# BRIEF
Scan the lines below; pull out those with "VolumeId".

(Data records)
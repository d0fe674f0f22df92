//! Raw backend entities.
//!
//! These are read-only snapshots handed to the command layer by backends and
//! lookups. The command layer never mutates or persists them.

use chrono::{DateTime, Utc};
use serde::{Deserialize, Serialize};

use crate::id::{
    AccountId, ClusterId, DomainId, GuestOsCategoryId, HostId, PodId, PortForwardingServiceId,
    ServiceOfferingId, SnapshotId, VmId, VolumeId, ZoneId,
};

/// Entity marker + minimal interface.
pub trait Entity {
    /// Strongly-typed entity identifier.
    type Id: Copy + Eq + core::hash::Hash + core::fmt::Debug + core::fmt::Display;

    /// Name used in enrichment errors (`"zone"`, `"volume"`, ...).
    const KIND: &'static str;

    /// Returns the entity identifier.
    fn id(&self) -> &Self::Id;
}

/// An entity that belongs to exactly one account.
pub trait Owned {
    fn account_id(&self) -> AccountId;
}

macro_rules! impl_entity {
    ($t:ty, $id:ty, $kind:literal) => {
        impl Entity for $t {
            type Id = $id;
            const KIND: &'static str = $kind;

            fn id(&self) -> &Self::Id {
                &self.id
            }
        }
    };
}

macro_rules! impl_owned {
    ($($t:ty),+ $(,)?) => {
        $(
            impl Owned for $t {
                fn account_id(&self) -> AccountId {
                    self.account_id
                }
            }
        )+
    };
}

#[derive(Debug, Clone, PartialEq, Eq, Serialize, Deserialize)]
pub struct Account {
    pub id: AccountId,
    pub account_name: String,
    pub domain_id: DomainId,
}

#[derive(Debug, Clone, PartialEq, Eq, Serialize, Deserialize)]
pub struct Domain {
    pub id: DomainId,
    pub name: String,
}

/// A data center.
#[derive(Debug, Clone, PartialEq, Eq, Serialize, Deserialize)]
pub struct Zone {
    pub id: ZoneId,
    pub name: String,
}

#[derive(Debug, Clone, PartialEq, Eq, Serialize, Deserialize)]
pub struct Pod {
    pub id: PodId,
    pub name: String,
    pub zone_id: ZoneId,
}

#[derive(Debug, Clone, PartialEq, Eq, Serialize, Deserialize)]
pub struct Cluster {
    pub id: ClusterId,
    pub name: String,
    pub pod_id: PodId,
}

/// Compute sizing applied to VM instances.
#[derive(Debug, Clone, PartialEq, Eq, Serialize, Deserialize)]
pub struct ServiceOffering {
    pub id: ServiceOfferingId,
    pub name: String,
    /// Virtual CPU count.
    pub cpu: u32,
    /// Per-CPU speed in MHz.
    pub speed: u32,
    /// Memory in MB.
    pub ram_size: u64,
}

impl ServiceOffering {
    /// Total MHz an instance of this offering reserves.
    pub fn cpu_capacity_mhz(&self) -> u64 {
        u64::from(self.cpu) * u64::from(self.speed)
    }
}

#[derive(Debug, Clone, PartialEq, Eq, Serialize, Deserialize)]
pub struct VmInstance {
    pub id: VmId,
    pub name: String,
    pub account_id: AccountId,
    pub host_id: Option<HostId>,
    pub service_offering_id: ServiceOfferingId,
}

#[derive(Debug, Clone, Copy, PartialEq, Eq, Serialize, Deserialize)]
#[serde(rename_all = "UPPERCASE")]
pub enum VolumeType {
    Root,
    Swap,
    Datadisk,
    Iso,
}

impl VolumeType {
    pub fn as_str(&self) -> &'static str {
        match self {
            VolumeType::Root => "ROOT",
            VolumeType::Swap => "SWAP",
            VolumeType::Datadisk => "DATADISK",
            VolumeType::Iso => "ISO",
        }
    }
}

#[derive(Debug, Clone, PartialEq, Eq, Serialize, Deserialize)]
pub struct Volume {
    pub id: VolumeId,
    pub name: String,
    pub account_id: AccountId,
    pub volume_type: VolumeType,
}

#[derive(Debug, Clone, Copy, PartialEq, Eq, Serialize, Deserialize)]
#[serde(rename_all = "UPPERCASE")]
pub enum SnapshotType {
    Manual,
    Hourly,
    Daily,
    Weekly,
    Monthly,
}

impl SnapshotType {
    pub fn as_str(&self) -> &'static str {
        match self {
            SnapshotType::Manual => "MANUAL",
            SnapshotType::Hourly => "HOURLY",
            SnapshotType::Daily => "DAILY",
            SnapshotType::Weekly => "WEEKLY",
            SnapshotType::Monthly => "MONTHLY",
        }
    }
}

#[derive(Debug, Clone, PartialEq, Eq, Serialize, Deserialize)]
pub struct Snapshot {
    pub id: SnapshotId,
    pub name: String,
    pub account_id: AccountId,
    pub volume_id: VolumeId,
    pub snapshot_type: SnapshotType,
    pub created: DateTime<Utc>,
}

/// Port forwarding service (a security group under the hood).
#[derive(Debug, Clone, PartialEq, Eq, Serialize, Deserialize)]
pub struct PortForwardingService {
    pub id: PortForwardingServiceId,
    pub name: String,
    pub account_id: AccountId,
}

#[derive(Debug, Clone, PartialEq, Eq, Serialize, Deserialize)]
pub struct GuestOsCategory {
    pub id: GuestOsCategoryId,
    pub name: String,
}

impl_entity!(Account, AccountId, "account");
impl_entity!(Domain, DomainId, "domain");
impl_entity!(Zone, ZoneId, "zone");
impl_entity!(Pod, PodId, "pod");
impl_entity!(Cluster, ClusterId, "cluster");
impl_entity!(ServiceOffering, ServiceOfferingId, "service offering");
impl_entity!(VmInstance, VmId, "vm instance");
impl_entity!(Volume, VolumeId, "volume");
impl_entity!(Snapshot, SnapshotId, "snapshot");
impl_entity!(PortForwardingService, PortForwardingServiceId, "port forwarding service");
impl_entity!(GuestOsCategory, GuestOsCategoryId, "guest os category");
impl_entity!(crate::host::Host, HostId, "host");

impl_owned!(VmInstance, Volume, Snapshot, PortForwardingService);
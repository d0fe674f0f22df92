use serde::{Deserialize, Serialize};

use crate::permissions::{Permission, catalog};

/// Account role. Decides the baseline permission set of a principal.
#[derive(Debug, Clone, Copy, PartialEq, Eq, Hash, Serialize, Deserialize)]
#[serde(rename_all = "snake_case")]
pub enum Role {
    /// Root administrator; holds the wildcard.
    Admin,
    /// Administers the accounts of one domain.
    DomainAdmin,
    User,
    /// Observes resources; runs no mutating command.
    ReadOnly,
}

impl Role {
    pub fn as_str(&self) -> &'static str {
        match self {
            Role::Admin => "admin",
            Role::DomainAdmin => "domain_admin",
            Role::User => "user",
            Role::ReadOnly => "read_only",
        }
    }

    /// Permissions granted by the role alone.
    pub fn permissions(&self) -> Vec<Permission> {
        match self {
            Role::Admin => vec![Permission::WILDCARD],
            Role::DomainAdmin | Role::User => vec![
                catalog::SNAPSHOT_CREATE,
                catalog::PORT_FORWARDING_SERVICE_DELETE,
            ],
            Role::ReadOnly => vec![],
        }
    }
}

impl core::fmt::Display for Role {
    fn fmt(&self, f: &mut core::fmt::Formatter<'_>) -> core::fmt::Result {
        f.write_str(self.as_str())
    }
}
//! `nimbus-events`: job-audit ledger contract.
//!
//! Asynchronous commands are classified and attributed before they run; the
//! resulting entries land here so every attempt stays traceable.

pub mod entry;
pub mod event_types;
pub mod in_memory_ledger;
pub mod ledger;

pub use entry::{AuditEntry, AuditLevel, AuditState, EventClass};
pub use in_memory_ledger::InMemoryAuditLedger;
pub use ledger::{AuditLedger, LedgerError, Subscription};
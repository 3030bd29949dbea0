//! Object manipulation for the interaction toolkit
//!
//! This crate turns interactable trigger events into transform changes:
//! - Config: feature toggles, axis locks, scale bounds (RON loadable)
//! - Solver: look rotation, axis constraint, scale clamp, depth stretch
//! - Manipulation: one- and two-handed sessions with lifecycle events

pub mod config;
pub mod constants;
pub mod events;
pub mod manipulation;
pub mod solver;

pub use config::{ConfigError, ManipulationConfig, RotationAxis};
pub use events::{ManipulationState, ScaleLimit, ScaleLimitEventArg, TransformEventArg};
pub use manipulation::{InteractableManipulation, ManipulationError, SharedManipulation};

# EXERCISE RESPONSE
    ServiceOfferingId, SnapshotId, VmId, VolumeId, ZoneId,
    pub id: VolumeId,
    pub volume_id: VolumeId,
impl_entity!(Volume, VolumeId, "volume");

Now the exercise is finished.